TASK TO CARRY OUT
The required result is every line of the records that includes "applications".

(Stored data entries)
§
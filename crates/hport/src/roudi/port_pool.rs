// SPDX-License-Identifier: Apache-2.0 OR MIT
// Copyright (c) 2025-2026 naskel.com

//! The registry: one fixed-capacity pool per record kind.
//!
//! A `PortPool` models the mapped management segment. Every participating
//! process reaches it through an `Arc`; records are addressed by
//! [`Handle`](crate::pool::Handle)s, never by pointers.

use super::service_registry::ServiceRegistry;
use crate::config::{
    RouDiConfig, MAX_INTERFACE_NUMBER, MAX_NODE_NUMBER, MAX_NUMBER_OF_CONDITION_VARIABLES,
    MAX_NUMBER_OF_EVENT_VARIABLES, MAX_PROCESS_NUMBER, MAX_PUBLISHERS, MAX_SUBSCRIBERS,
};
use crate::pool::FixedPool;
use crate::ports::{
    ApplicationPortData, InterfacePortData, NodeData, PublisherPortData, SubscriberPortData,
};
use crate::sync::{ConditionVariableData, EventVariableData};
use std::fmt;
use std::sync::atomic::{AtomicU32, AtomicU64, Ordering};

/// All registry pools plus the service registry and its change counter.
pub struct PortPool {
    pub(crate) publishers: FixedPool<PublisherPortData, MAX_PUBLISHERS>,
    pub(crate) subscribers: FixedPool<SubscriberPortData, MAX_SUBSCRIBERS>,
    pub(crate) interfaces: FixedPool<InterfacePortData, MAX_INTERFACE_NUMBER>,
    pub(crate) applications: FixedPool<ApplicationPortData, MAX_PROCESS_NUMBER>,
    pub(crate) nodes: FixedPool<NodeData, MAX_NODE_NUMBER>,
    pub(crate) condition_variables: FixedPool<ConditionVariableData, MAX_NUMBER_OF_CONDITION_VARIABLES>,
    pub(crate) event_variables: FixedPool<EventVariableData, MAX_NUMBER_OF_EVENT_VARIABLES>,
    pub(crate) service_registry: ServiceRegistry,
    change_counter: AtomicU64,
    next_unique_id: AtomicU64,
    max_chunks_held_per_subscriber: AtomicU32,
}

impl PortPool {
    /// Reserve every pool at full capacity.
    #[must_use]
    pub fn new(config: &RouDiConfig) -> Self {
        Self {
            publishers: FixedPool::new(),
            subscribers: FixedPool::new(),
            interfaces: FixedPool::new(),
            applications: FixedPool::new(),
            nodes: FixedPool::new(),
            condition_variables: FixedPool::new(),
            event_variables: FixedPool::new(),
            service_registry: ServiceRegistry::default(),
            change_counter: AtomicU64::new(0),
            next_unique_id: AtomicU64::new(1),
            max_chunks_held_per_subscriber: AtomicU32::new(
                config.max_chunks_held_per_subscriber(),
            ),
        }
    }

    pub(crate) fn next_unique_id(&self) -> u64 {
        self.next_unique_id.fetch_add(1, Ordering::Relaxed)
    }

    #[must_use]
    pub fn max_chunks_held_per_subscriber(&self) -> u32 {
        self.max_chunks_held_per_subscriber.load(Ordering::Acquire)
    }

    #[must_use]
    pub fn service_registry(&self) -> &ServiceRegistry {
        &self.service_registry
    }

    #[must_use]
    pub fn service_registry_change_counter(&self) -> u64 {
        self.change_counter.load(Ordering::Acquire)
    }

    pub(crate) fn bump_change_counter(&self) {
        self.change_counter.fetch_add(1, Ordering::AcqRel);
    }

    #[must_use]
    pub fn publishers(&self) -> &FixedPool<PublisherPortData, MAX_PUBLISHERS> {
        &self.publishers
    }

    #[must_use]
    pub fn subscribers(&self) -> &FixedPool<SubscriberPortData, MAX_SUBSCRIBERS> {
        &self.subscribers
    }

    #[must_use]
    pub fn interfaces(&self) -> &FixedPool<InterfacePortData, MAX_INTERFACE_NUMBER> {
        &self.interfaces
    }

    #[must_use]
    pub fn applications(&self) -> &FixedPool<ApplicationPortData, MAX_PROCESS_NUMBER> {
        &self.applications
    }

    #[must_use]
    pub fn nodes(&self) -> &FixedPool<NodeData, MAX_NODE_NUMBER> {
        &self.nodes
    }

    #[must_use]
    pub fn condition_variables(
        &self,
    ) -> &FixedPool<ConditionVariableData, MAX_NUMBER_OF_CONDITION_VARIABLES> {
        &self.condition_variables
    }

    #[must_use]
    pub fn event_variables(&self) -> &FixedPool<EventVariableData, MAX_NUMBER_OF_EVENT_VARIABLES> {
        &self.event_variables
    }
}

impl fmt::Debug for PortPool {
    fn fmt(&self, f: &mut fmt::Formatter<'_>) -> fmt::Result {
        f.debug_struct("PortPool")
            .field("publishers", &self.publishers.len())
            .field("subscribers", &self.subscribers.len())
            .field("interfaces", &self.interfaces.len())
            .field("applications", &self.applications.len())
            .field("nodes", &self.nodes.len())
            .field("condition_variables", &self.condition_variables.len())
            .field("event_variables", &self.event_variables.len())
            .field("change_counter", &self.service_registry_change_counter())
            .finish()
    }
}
§
EXERCISE OUTPUT
    pub(crate) applications: FixedPool<ApplicationPortData, MAX_PROCESS_NUMBER>,
            applications: FixedPool::new(),
    pub fn applications(&self) -> &FixedPool<ApplicationPortData, MAX_PROCESS_NUMBER> {
        &self.applications
            .field("applications", &self.applications.len())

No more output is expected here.